2017 Rules

We have

$\begin{aligned} x^2 + y^2 + z^2 &= 2017 \quad ...(1) \\ 2x+2yz&=4034 \quad ...(2) \end{aligned}$

$(1)-(2)+1$ gives us $\begin{aligned} x^2 - 2x + 1 + y^2 - 2yz +z^2 &= -2016\\ (x-1)^2 +(y-z)^2 &=-2016 \end{aligned}$

Hence there's no solution for $(x,y,z)$ .

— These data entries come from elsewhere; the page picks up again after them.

//! # desklens CLI (`desk`)
//!
//! The `desk` binary is the primary interface for desklens. It provides
//! commands for database initialization, CSV import, tier labeling, quality
//! scoring, embedding-index maintenance, search, warehouse ETL, and the
//! health-check HTTP server.
//!
//! ## Usage
//!
//! ```bash
//! desk --config ./config/desk.toml <command>
//! ```
//!
//! ## Commands
//!
//! | Command | Description |
//! |---------|-------------|
//! | `desk init` | Create the SQLite database and run schema migrations |
//! | `desk import tickets <file.csv>` | Import a ticket export |
//! | `desk tier backfill` | Label tickets L1/L2/L3 by keyword heuristics |
//! | `desk score run` | Score customer-facing comments with the local LLM |
//! | `desk index pending` | Backfill missing or stale ticket embeddings |
//! | `desk search "<query>"` | Search tickets (keyword/semantic/hybrid) |
//! | `desk etl run` | Copy the store into the PostgreSQL warehouse |
//! | `desk get <id>` | Print a ticket with comments and scores |
//! | `desk stats` | Database overview, tier distribution, FCR |
//! | `desk serve` | Start the health-check and search HTTP server |

mod config;
mod db;
mod embedding;
mod etl;
mod get;
mod import;
mod index_cmd;
mod migrate;
mod models;
mod quality;
mod search;
mod server;
mod stats;
mod tier;
mod warehouse;

use clap::{Parser, Subcommand};
use std::path::PathBuf;

/// desklens CLI — a ServiceDesk ticket analytics toolkit.
///
/// All commands accept a `--config` flag pointing to a TOML configuration
/// file. See `config/desk.example.toml` for a full example.
#[derive(Parser)]
#[command(
    name = "desk",
    about = "desklens — ServiceDesk ticket analytics: import, tiering, quality scoring, search, warehouse ETL",
    version,
    long_about = "desklens imports ServiceDesk ticket exports into a local SQLite store and runs \
    the analytics backfills around them: keyword-based support-tier labeling (L1/L2/L3), LLM \
    quality scoring of customer-facing comments, an embedding index with hybrid search, and an \
    ETL into a PostgreSQL reporting warehouse."
)]
struct Cli {
    /// Path to configuration file (TOML).
    ///
    /// Defaults to `./config/desk.toml`. All database, tiering, embedding,
    /// LLM, and server settings are read from this file.
    #[arg(long, global = true, default_value = "./config/desk.toml")]
    config: PathBuf,

    #[command(subcommand)]
    command: Commands,
}

/// Top-level CLI commands.
#[derive(Subcommand)]
enum Commands {
    /// Initialize the database schema.
    ///
    /// Creates the SQLite database file and all required tables (tickets,
    /// comments, timesheet_entries, quality_scores, tickets_fts, embeddings,
    /// ticket_vectors, checkpoints). Idempotent — running it multiple times
    /// is safe.
    Init,

    /// Import a CSV export into the store.
    ///
    /// Rows are upserted on their external identifier; unchanged rows
    /// (detected by content hash) are skipped and malformed rows are
    /// reported without aborting the run.
    Import {
        /// Entity to import: `tickets`, `comments`, or `timesheet`.
        entity: String,

        /// Path to the CSV file (with a header row).
        file: PathBuf,
    },

    /// Label tickets with support tiers (L1/L2/L3).
    Tier {
        #[command(subcommand)]
        action: TierAction,
    },

    /// Score customer-facing comments with the configured LLM.
    Score {
        #[command(subcommand)]
        action: ScoreAction,
    },

    /// Manage the ticket embedding index.
    ///
    /// Requires an embedding provider (openai or ollama) to be configured.
    Index {
        #[command(subcommand)]
        action: IndexAction,
    },

    /// Search tickets.
    ///
    /// Queries the store using the specified search mode and returns ranked
    /// results with scores and snippets.
    Search {
        /// The search query string.
        query: String,

        /// Search mode: `keyword` (FTS5), `semantic` (vector), or `hybrid`
        /// (weighted merge). Semantic and hybrid require an embedding
        /// provider to be configured.
        #[arg(long, default_value = "keyword")]
        mode: String,

        /// Filter results to a specific status (e.g., `Open`, `Closed`).
        #[arg(long)]
        status: Option<String>,

        /// Filter results to a specific tier (`L1`, `L2`, `L3`).
        #[arg(long)]
        tier: Option<String>,

        /// Only return tickets updated on or after this date (YYYY-MM-DD).
        #[arg(long)]
        since: Option<String>,

        /// Maximum number of results to return.
        #[arg(long)]
        limit: Option<i64>,
    },

    /// Copy the store into the PostgreSQL reporting warehouse.
    Etl {
        #[command(subcommand)]
        action: EtlAction,
    },

    /// Print a ticket with its comments, hours, and quality scores.
    Get {
        /// Ticket identifier (as found in the export).
        id: String,
    },

    /// Print database statistics: counts, tier distribution, coverage, FCR.
    Stats,

    /// Start the HTTP server (`/health`, `/ready`, `POST /search`).
    ///
    /// Binds to the address configured in `[server].bind`.
    Serve,
}

/// Tier labeling subcommands.
#[derive(Subcommand)]
enum TierAction {
    /// Label unlabeled tickets using the keyword classifier.
    ///
    /// Reads each ticket's title, description, resolution, and root cause,
    /// matches against the configured keyword lists (L3 first, then L2),
    /// and writes the tier column. Tickets matching neither list get L1.
    Backfill {
        /// Recompute tiers for all tickets, not just unlabeled ones.
        #[arg(long)]
        full: bool,

        /// Maximum number of tickets to process.
        #[arg(long)]
        limit: Option<usize>,

        /// Show would-be tier counts without writing to the database.
        #[arg(long)]
        dry_run: bool,
    },

    /// Print the current tier distribution.
    Show,
}

/// Quality scoring subcommands.
#[derive(Subcommand)]
enum ScoreAction {
    /// Score unscored customer-facing comments.
    ///
    /// Picks the most recent public comments without a score for the
    /// configured model and asks the LLM to rate each against the rubric
    /// (clarity, empathy, completeness, overall).
    Run {
        /// Number of comments to sample (overrides config `llm.sample_size`).
        #[arg(long)]
        sample_size: Option<usize>,

        /// Show the pending count without calling the LLM.
        #[arg(long)]
        dry_run: bool,
    },

    /// Print rubric averages and the lowest-scoring comments.
    Report {
        /// How many of the lowest-scoring comments to list.
        #[arg(long, default_value = "10")]
        worst: usize,
    },
}

/// Embedding index subcommands.
#[derive(Subcommand)]
enum IndexAction {
    /// Embed tickets that are missing or have stale embeddings.
    Pending {
        /// Maximum number of tickets to embed in this run.
        #[arg(long)]
        limit: Option<usize>,

        /// Override the batch size from config (number of texts per API call).
        #[arg(long)]
        batch_size: Option<usize>,

        /// Show counts without performing any embedding.
        #[arg(long)]
        dry_run: bool,
    },

    /// Delete and regenerate all embeddings.
    ///
    /// Useful when switching embedding models or dimensions.
    Rebuild {
        /// Override the batch size from config (number of texts per API call).
        #[arg(long)]
        batch_size: Option<usize>,
    },
}

/// Warehouse ETL subcommands.
#[derive(Subcommand)]
enum EtlAction {
    /// Create the warehouse reporting schema. Idempotent.
    Init,

    /// Copy tickets, comments, and timesheet entries into the warehouse.
    ///
    /// Incremental by default: only tickets updated since the last run are
    /// copied, tracked by the `etl` checkpoint.
    Run {
        /// Ignore the checkpoint — copy all tickets from scratch.
        #[arg(long)]
        full: bool,

        /// Show row counts without writing to the warehouse.
        #[arg(long)]
        dry_run: bool,

        /// Only copy tickets updated on or after this date (YYYY-MM-DD).
        #[arg(long)]
        since: Option<String>,

        /// Only copy tickets updated on or before this date (YYYY-MM-DD).
        #[arg(long)]
        until: Option<String>,

        /// Maximum number of tickets to copy.
        #[arg(long)]
        limit: Option<usize>,
    },
}

#[tokio::main]
async fn main() -> anyhow::Result<()> {
    let cli = Cli::parse();
    let cfg = config::load_config(&cli.config)?;

    match cli.command {
        Commands::Init => {
            migrate::run_migrations(&cfg).await?;
            println!("Database initialized successfully.");
        }
        Commands::Import { entity, file } => {
            import::run_import(&cfg, &entity, &file).await?;
        }
        Commands::Tier { action } => match action {
            TierAction::Backfill {
                full,
                limit,
                dry_run,
            } => {
                tier::run_backfill(&cfg, full, limit, dry_run).await?;
            }
            TierAction::Show => {
                tier::run_show(&cfg).await?;
            }
        },
        Commands::Score { action } => match action {
            ScoreAction::Run {
                sample_size,
                dry_run,
            } => {
                quality::run_score(&cfg, sample_size, dry_run).await?;
            }
            ScoreAction::Report { worst } => {
                quality::run_report(&cfg, worst).await?;
            }
        },
        Commands::Index { action } => match action {
            IndexAction::Pending {
                limit,
                batch_size,
                dry_run,
            } => {
                index_cmd::run_index_pending(&cfg, limit, batch_size, dry_run).await?;
            }
            IndexAction::Rebuild { batch_size } => {
                index_cmd::run_index_rebuild(&cfg, batch_size).await?;
            }
        },
        Commands::Search {
            query,
            mode,
            status,
            tier,
            since,
            limit,
        } => {
            let params = search::SearchParams {
                query,
                mode,
                status,
                tier,
                since,
                limit,
            };
            search::run_search(&cfg, &params).await?;
        }
        Commands::Etl { action } => match action {
            EtlAction::Init => {
                warehouse::run_migrations(&cfg).await?;
                println!("Warehouse schema initialized successfully.");
            }
            EtlAction::Run {
                full,
                dry_run,
                since,
                until,
                limit,
            } => {
                etl::run_etl(&cfg, full, dry_run, since, until, limit).await?;
            }
        },
        Commands::Get { id } => {
            get::run_get(&cfg, &id).await?;
        }
        Commands::Stats => {
            stats::run_stats(&cfg).await?;
        }
        Commands::Serve => {
            server::run_server(&cfg).await?;
        }
    }

    Ok(())
}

The system can be written as $\large \begin{cases} x^2 + y^2 + z^2 = 2017\\2x+2yz=4034\end{cases}$ Add these equations produces $x^2+2x+y^2+2yz+z^2=6051⟹(x+1)^2+(y+z)^2=6052$ . The integer 6052 can be written as the sum of two squares. So we have $(24)^2+(74)^2=6052$ and $(54)^2+(56)^2=6052$ . Now, the possible values for $x=23,53,55,73$ . By squaring each of these numbers, only $x=23$ can be the possible solution for $x$ . But comparing the possible values for $y$ and $z$ , let $z=74-y$ . Substitute $z=74-y$ to any of these equation will get $y^2-74y+1994=0$ . In order to determine what kind of roots the resulting equation holds, we test it by applying discriminant. So, the discriminant of the equation is $Δ=(74)^2-4(1)(1994)=-2500$ . Since the discriminant is negative, then $y$ and $z$ has no solutions and $x$ has no solutions also. Therefore, there are no ordered triples $(x,y,z)$ that satisfy the given system.

Guessing...